+++ Dataset excerpts
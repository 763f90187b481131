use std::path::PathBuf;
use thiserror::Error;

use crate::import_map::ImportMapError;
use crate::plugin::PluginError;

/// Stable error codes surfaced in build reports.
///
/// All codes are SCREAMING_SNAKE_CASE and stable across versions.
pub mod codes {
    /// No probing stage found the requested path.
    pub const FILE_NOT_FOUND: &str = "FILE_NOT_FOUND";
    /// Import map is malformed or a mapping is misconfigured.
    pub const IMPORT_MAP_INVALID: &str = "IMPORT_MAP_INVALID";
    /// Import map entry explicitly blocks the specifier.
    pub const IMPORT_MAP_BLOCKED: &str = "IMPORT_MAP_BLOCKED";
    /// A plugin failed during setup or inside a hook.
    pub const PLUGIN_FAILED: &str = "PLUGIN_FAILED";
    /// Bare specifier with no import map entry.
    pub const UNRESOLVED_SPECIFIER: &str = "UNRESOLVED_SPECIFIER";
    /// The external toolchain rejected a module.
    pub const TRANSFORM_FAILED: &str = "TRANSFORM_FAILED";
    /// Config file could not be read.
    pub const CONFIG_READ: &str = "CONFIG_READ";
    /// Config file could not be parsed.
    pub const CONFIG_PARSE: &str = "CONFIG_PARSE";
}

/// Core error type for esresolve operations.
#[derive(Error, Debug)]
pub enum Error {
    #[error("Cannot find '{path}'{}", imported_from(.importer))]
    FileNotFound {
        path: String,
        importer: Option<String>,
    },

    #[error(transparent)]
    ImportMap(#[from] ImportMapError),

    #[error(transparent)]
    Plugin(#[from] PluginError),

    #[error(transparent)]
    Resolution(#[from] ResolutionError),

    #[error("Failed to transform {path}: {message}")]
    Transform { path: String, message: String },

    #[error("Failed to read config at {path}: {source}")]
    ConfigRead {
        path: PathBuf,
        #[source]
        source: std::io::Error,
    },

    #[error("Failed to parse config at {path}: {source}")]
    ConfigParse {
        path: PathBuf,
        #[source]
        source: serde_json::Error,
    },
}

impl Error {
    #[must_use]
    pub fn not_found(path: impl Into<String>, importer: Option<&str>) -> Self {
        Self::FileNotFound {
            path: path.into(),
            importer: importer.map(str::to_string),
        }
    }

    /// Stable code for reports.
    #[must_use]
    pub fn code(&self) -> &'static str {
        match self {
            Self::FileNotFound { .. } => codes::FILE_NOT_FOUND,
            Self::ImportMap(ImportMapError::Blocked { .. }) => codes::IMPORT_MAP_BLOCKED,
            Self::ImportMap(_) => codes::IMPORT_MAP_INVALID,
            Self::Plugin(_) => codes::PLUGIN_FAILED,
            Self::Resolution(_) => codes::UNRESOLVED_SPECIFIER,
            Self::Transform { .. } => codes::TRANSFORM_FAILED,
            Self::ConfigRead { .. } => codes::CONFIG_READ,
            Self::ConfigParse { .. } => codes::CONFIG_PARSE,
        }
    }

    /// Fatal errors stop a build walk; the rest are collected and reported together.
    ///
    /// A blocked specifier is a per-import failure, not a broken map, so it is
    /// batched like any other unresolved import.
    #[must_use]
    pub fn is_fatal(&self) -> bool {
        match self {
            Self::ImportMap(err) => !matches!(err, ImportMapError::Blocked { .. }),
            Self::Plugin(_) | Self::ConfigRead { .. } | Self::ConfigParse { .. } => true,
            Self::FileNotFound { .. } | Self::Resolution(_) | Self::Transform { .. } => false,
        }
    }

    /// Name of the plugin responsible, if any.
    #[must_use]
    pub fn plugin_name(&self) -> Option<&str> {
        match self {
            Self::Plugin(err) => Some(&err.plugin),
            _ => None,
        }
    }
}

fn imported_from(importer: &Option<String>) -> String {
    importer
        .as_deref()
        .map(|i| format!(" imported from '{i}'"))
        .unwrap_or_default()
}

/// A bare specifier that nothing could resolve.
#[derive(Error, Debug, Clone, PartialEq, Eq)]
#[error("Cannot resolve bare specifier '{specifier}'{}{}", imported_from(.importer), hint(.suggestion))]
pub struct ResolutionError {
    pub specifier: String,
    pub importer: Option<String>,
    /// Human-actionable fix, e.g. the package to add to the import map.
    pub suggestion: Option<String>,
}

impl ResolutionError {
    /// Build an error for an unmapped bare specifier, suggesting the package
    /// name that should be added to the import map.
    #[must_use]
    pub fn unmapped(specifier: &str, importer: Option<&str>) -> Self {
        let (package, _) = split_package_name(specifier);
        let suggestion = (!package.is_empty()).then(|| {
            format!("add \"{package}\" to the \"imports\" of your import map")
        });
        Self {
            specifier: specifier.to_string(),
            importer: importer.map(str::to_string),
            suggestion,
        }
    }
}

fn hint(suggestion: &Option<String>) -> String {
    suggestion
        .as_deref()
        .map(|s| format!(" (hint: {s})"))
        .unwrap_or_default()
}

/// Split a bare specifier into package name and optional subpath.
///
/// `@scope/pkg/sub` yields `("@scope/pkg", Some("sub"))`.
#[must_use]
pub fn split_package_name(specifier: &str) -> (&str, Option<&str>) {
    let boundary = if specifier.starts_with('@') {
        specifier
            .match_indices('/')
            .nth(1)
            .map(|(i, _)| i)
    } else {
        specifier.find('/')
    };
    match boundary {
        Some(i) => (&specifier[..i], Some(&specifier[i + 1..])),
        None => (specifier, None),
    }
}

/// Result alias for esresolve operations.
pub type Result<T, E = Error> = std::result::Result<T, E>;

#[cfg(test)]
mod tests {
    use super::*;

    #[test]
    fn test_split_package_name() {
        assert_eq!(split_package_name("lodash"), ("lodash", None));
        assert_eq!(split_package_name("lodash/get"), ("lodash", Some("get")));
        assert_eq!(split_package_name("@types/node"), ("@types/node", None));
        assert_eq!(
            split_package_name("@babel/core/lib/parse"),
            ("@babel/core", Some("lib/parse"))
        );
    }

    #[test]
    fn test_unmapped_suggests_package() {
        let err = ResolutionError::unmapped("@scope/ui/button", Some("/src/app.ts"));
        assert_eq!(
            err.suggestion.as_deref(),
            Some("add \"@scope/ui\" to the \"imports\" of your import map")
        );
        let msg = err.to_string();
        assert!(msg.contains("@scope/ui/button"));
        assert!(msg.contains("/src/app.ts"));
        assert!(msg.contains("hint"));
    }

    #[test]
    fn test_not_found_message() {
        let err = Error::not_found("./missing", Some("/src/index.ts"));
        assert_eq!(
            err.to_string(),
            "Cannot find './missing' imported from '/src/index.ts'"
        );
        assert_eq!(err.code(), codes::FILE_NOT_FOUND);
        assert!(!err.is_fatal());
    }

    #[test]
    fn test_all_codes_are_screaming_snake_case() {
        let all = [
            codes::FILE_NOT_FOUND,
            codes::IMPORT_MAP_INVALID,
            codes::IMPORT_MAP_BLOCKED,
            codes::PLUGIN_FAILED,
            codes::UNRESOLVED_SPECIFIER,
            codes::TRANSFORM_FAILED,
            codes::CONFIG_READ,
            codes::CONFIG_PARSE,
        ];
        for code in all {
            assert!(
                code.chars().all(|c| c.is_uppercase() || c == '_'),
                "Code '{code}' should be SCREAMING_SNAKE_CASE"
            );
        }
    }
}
++++++
» **Goal of the exercise**: Restate, please, word for word the span of records running from the first line to the line bearing "pub enum Error", both included, and nothing outside it.

» **Solution below**:
repository 763f90187b481131
use std::path::PathBuf;
use thiserror::Error;

use crate::import_map::ImportMapError;
use crate::plugin::PluginError;

/// Stable error codes surfaced in build reports.
///
/// All codes are SCREAMING_SNAKE_CASE and stable across versions.
pub mod codes {
    /// No probing stage found the requested path.
    pub const FILE_NOT_FOUND: &str = "FILE_NOT_FOUND";
    /// Import map is malformed or a mapping is misconfigured.
    pub const IMPORT_MAP_INVALID: &str = "IMPORT_MAP_INVALID";
    /// Import map entry explicitly blocks the specifier.
    pub const IMPORT_MAP_BLOCKED: &str = "IMPORT_MAP_BLOCKED";
    /// A plugin failed during setup or inside a hook.
    pub const PLUGIN_FAILED: &str = "PLUGIN_FAILED";
    /// Bare specifier with no import map entry.
    pub const UNRESOLVED_SPECIFIER: &str = "UNRESOLVED_SPECIFIER";
    /// The external toolchain rejected a module.
    pub const TRANSFORM_FAILED: &str = "TRANSFORM_FAILED";
    /// Config file could not be read.
    pub const CONFIG_READ: &str = "CONFIG_READ";
    /// Config file could not be parsed.
    pub const CONFIG_PARSE: &str = "CONFIG_PARSE";
}

/// Core error type for esresolve operations.
#[derive(Error, Debug)]
pub enum Error {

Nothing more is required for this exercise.